Problem description: I need each line of the entries below that includes the string "Internal".

Collected data:

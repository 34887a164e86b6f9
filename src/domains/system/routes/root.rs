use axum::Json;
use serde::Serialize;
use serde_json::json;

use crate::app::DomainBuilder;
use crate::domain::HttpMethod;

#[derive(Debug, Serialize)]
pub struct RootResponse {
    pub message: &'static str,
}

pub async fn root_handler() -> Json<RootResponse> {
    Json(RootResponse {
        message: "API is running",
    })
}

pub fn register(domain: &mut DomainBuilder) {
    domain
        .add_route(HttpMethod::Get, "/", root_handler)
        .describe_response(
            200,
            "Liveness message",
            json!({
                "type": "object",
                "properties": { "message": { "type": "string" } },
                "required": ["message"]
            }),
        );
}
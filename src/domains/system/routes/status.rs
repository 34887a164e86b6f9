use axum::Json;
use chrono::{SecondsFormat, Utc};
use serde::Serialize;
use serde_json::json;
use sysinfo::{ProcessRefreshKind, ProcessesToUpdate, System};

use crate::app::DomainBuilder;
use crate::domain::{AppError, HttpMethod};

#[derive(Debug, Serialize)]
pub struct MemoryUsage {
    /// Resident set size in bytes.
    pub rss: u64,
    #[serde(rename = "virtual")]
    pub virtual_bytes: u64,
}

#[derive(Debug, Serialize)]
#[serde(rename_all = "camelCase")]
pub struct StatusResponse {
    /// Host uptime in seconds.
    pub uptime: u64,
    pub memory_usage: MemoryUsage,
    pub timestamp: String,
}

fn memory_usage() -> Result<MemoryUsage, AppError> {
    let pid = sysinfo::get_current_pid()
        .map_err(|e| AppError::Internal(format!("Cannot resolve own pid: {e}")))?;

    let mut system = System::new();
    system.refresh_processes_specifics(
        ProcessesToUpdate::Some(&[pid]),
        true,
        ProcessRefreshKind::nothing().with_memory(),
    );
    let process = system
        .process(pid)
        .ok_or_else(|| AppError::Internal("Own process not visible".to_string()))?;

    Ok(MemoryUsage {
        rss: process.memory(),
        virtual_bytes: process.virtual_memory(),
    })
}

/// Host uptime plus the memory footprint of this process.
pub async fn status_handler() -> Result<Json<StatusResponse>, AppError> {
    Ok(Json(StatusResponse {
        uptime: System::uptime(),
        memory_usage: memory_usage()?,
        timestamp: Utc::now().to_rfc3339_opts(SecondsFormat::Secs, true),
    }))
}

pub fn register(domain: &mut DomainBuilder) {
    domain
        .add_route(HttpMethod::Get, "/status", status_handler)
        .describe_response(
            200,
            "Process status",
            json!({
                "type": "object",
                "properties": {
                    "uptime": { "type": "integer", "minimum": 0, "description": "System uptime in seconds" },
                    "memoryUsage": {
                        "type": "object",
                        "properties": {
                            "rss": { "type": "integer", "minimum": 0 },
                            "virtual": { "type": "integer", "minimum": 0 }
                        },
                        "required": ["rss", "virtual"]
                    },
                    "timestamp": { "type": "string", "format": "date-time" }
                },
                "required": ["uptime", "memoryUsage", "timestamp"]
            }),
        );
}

Completed exercise:
        .map_err(|e| AppError::Internal(format!("Cannot resolve own pid: {e}")))?;
        .ok_or_else(|| AppError::Internal("Own process not visible".to_string()))?;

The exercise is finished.